═════ DATA SHOWN
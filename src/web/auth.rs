use argon2::Argon2;
use argon2::password_hash::{PasswordHash, PasswordHasher, PasswordVerifier, SaltString};
use axum::{Json, extract::State, extract::rejection::JsonRejection};
use axum_extra::extract::cookie::{Cookie, CookieJar, SameSite};
use chrono::{Duration as ChronoDuration, Utc};
use cookie::time::Duration as CookieDuration;
use rand_core::OsRng;
use serde::{Deserialize, Serialize};
use sqlx::PgPool;
use tracing::{error, info};
use uuid::Uuid;

use crate::web::{
    AppState, data,
    models::UserRow,
    policy::{Action, Role, is_allowed},
    responses::{ApiEnvelope, ApiError, ApiResult, is_unique_violation, json_body, ok},
};

pub const SESSION_COOKIE: &str = "auth_token";
pub const SESSION_TTL_DAYS: i64 = 7;
pub const MIN_PASSWORD_CHARS: usize = 6;
const MIN_NAME_CHARS: usize = 2;

/// Caller resolved from the session cookie. The role always comes from the
/// users table, never from anything the client sent.
#[derive(Clone, Debug, Serialize, sqlx::FromRow)]
pub struct AuthUser {
    pub id: Uuid,
    pub email: String,
    pub name: String,
    #[sqlx(try_from = "String")]
    pub role: Role,
}

impl AuthUser {
    pub fn can(&self, action: Action) -> bool {
        is_allowed(self.role, action)
    }

    pub fn require(&self, action: Action) -> Result<(), ApiError> {
        if self.can(action) {
            Ok(())
        } else {
            Err(ApiError::forbidden())
        }
    }
}

#[derive(Deserialize)]
pub struct RegisterRequest {
    pub email: String,
    pub password: String,
    pub name: String,
}

#[derive(Deserialize)]
pub struct LoginRequest {
    pub email: String,
    pub password: String,
}

#[derive(Deserialize)]
#[serde(rename_all = "camelCase")]
pub struct ChangePasswordRequest {
    pub current_password: String,
    pub new_password: String,
}

pub async fn register(
    State(state): State<AppState>,
    jar: CookieJar,
    payload: Result<Json<RegisterRequest>, JsonRejection>,
) -> Result<(CookieJar, Json<ApiEnvelope<UserRow>>), ApiError> {
    let form = json_body(payload)?;
    let email = normalize_email(&form.email);
    validate_email(&email)?;
    validate_password(&form.password)?;
    let name = form.name.trim();
    if name.chars().count() < MIN_NAME_CHARS {
        return Err(ApiError::validation(format!(
            "Name must be at least {MIN_NAME_CHARS} characters long"
        )));
    }

    let password_hash = hash_password(&form.password).map_err(|err| {
        error!(?err, "failed to hash password during registration");
        ApiError::Internal
    })?;

    let user = match data::insert_user(
        state.pool_ref(),
        &email,
        &password_hash,
        name,
        Role::Applicant,
    )
    .await
    {
        Ok(user) => user,
        Err(err) if is_unique_violation(&err) => {
            return Err(ApiError::validation("This email address is already registered"));
        }
        Err(err) => return Err(err.into()),
    };

    info!(user_id = %user.id, "registered applicant");

    let jar = start_session(&state, jar, user.id).await?;
    Ok((jar, Json(ApiEnvelope::ok(user))))
}

pub async fn login(
    State(state): State<AppState>,
    jar: CookieJar,
    payload: Result<Json<LoginRequest>, JsonRejection>,
) -> Result<(CookieJar, Json<ApiEnvelope<UserRow>>), ApiError> {
    let form = json_body(payload)?;
    let email = normalize_email(&form.email);
    validate_email(&email)?;
    validate_password(&form.password)?;

    let credentials = data::fetch_credentials_by_email(state.pool_ref(), &email)
        .await?
        .ok_or_else(invalid_credentials)?;

    if !verify_password(&form.password, &credentials.password_hash) {
        return Err(invalid_credentials());
    }

    let user = data::fetch_user_by_id(state.pool_ref(), credentials.id)
        .await?
        .ok_or_else(invalid_credentials)?;

    let jar = start_session(&state, jar, user.id).await?;
    Ok((jar, Json(ApiEnvelope::ok(user))))
}

pub async fn logout(
    State(state): State<AppState>,
    jar: CookieJar,
) -> (CookieJar, Json<ApiEnvelope<()>>) {
    if let Some(token) = session_token(&jar) {
        if let Err(err) = sqlx::query("DELETE FROM sessions WHERE id = $1")
            .bind(token)
            .execute(state.pool_ref())
            .await
        {
            error!(?err, "failed to remove session during logout");
        }
    }

    let mut removal = Cookie::new(SESSION_COOKIE, "");
    removal.set_path("/");
    removal.set_http_only(true);
    removal.set_same_site(SameSite::Lax);
    removal.set_max_age(CookieDuration::seconds(0));

    (jar.remove(removal), Json(ApiEnvelope::ok(())))
}

pub async fn me(State(state): State<AppState>, jar: CookieJar) -> ApiResult<AuthUser> {
    let user = current_user(&state, &jar).await?;
    ok(user)
}

pub async fn change_password(
    State(state): State<AppState>,
    jar: CookieJar,
    payload: Result<Json<ChangePasswordRequest>, JsonRejection>,
) -> ApiResult<()> {
    let user = current_user(&state, &jar).await?;
    let form = json_body(payload)?;
    validate_password(&form.new_password)?;

    let credentials = data::fetch_credentials_by_id(state.pool_ref(), user.id)
        .await?
        .ok_or_else(|| ApiError::not_found("User not found"))?;

    if !verify_password(&form.current_password, &credentials.password_hash) {
        return Err(ApiError::BadCredentials("The current password is incorrect"));
    }

    let password_hash = hash_password(&form.new_password).map_err(|err| {
        error!(?err, "failed to hash password during password change");
        ApiError::Internal
    })?;
    data::update_password(state.pool_ref(), user.id, &password_hash).await?;

    // Other devices have to sign in again with the new password.
    if let Some(token) = session_token(&jar) {
        sqlx::query("DELETE FROM sessions WHERE user_id = $1 AND id <> $2")
            .bind(user.id)
            .bind(token)
            .execute(state.pool_ref())
            .await?;
    }

    ok(())
}

/// Resolve the caller or fail with 401.
pub async fn current_user(state: &AppState, jar: &CookieJar) -> Result<AuthUser, ApiError> {
    let token = session_token(jar).ok_or(ApiError::Unauthorized)?;

    match fetch_user_by_session(state.pool_ref(), token).await {
        Ok(Some(user)) => Ok(user),
        Ok(None) => Err(ApiError::Unauthorized),
        Err(err) => {
            error!(?err, "failed to validate session");
            Err(ApiError::Internal)
        }
    }
}

/// Resolve the caller and check a role capability in one step.
pub async fn require_capability(
    state: &AppState,
    jar: &CookieJar,
    action: Action,
) -> Result<AuthUser, ApiError> {
    let user = current_user(state, jar).await?;
    user.require(action)?;
    Ok(user)
}

pub fn hash_password(password: &str) -> Result<String, argon2::password_hash::Error> {
    let salt = SaltString::generate(&mut OsRng);
    Argon2::default()
        .hash_password(password.as_bytes(), &salt)
        .map(|hash| hash.to_string())
}

pub fn verify_password(password: &str, password_hash: &str) -> bool {
    let parsed = PasswordHash::new(password_hash);
    match parsed {
        Ok(hash) => Argon2::default()
            .verify_password(password.as_bytes(), &hash)
            .is_ok(),
        Err(_) => false,
    }
}

pub fn normalize_email(raw: &str) -> String {
    raw.trim().to_lowercase()
}

pub fn validate_email(email: &str) -> Result<(), ApiError> {
    let valid = match email.split_once('@') {
        Some((local, domain)) => {
            !local.is_empty()
                && !domain.contains('@')
                && domain.contains('.')
                && !domain.starts_with('.')
                && !domain.ends_with('.')
                && !email.chars().any(char::is_whitespace)
        }
        None => false,
    };

    if valid {
        Ok(())
    } else {
        Err(ApiError::validation("Invalid email address"))
    }
}

pub fn validate_password(password: &str) -> Result<(), ApiError> {
    if password.chars().count() < MIN_PASSWORD_CHARS {
        return Err(ApiError::validation(format!(
            "Password must be at least {MIN_PASSWORD_CHARS} characters long"
        )));
    }
    Ok(())
}

pub async fn fetch_user_by_session(pool: &PgPool, token: Uuid) -> sqlx::Result<Option<AuthUser>> {
    sqlx::query_as::<_, AuthUser>(
        "SELECT users.id, users.email, users.name, users.role FROM sessions JOIN users ON users.id = sessions.user_id WHERE sessions.id = $1 AND sessions.expires_at > NOW()",
    )
    .bind(token)
    .fetch_optional(pool)
    .await
}

async fn start_session(
    state: &AppState,
    jar: CookieJar,
    user_id: Uuid,
) -> Result<CookieJar, ApiError> {
    let session_token = Uuid::new_v4();
    let expires_at = Utc::now() + ChronoDuration::days(SESSION_TTL_DAYS);

    sqlx::query("INSERT INTO sessions (id, user_id, expires_at) VALUES ($1, $2, $3)")
        .bind(session_token)
        .bind(user_id)
        .bind(expires_at)
        .execute(state.pool_ref())
        .await?;

    let mut cookie = Cookie::new(SESSION_COOKIE, session_token.to_string());
    cookie.set_path("/");
    cookie.set_http_only(true);
    cookie.set_secure(state.settings().cookie_secure);
    cookie.set_same_site(SameSite::Lax);
    cookie.set_max_age(CookieDuration::days(SESSION_TTL_DAYS));

    Ok(jar.add(cookie))
}

fn session_token(jar: &CookieJar) -> Option<Uuid> {
    let cookie = jar.get(SESSION_COOKIE)?;
    Uuid::parse_str(cookie.value()).ok()
}

fn invalid_credentials() -> ApiError {
    ApiError::BadCredentials("Incorrect email address or password")
}
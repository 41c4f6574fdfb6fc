pub mod applications;
pub mod export;
pub mod periods;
══════════
> **WORK TO COMPLETE**: The lines from the one containing "cookie.set_max_age(CookieDuration::days(SESSION_TTL_DAYS));" through the final line of the entries above are to be printed exactly, with nothing added.

> **WRITTEN SOLUTION**:
    cookie.set_max_age(CookieDuration::days(SESSION_TTL_DAYS));

    Ok(jar.add(cookie))
}

fn session_token(jar: &CookieJar) -> Option<Uuid> {
    let cookie = jar.get(SESSION_COOKIE)?;
    Uuid::parse_str(cookie.value()).ok()
}

fn invalid_credentials() -> ApiError {
    ApiError::BadCredentials("Incorrect email address or password")
}
repository 41c4f6574fdfb6fc
pub mod applications;
pub mod export;
pub mod periods;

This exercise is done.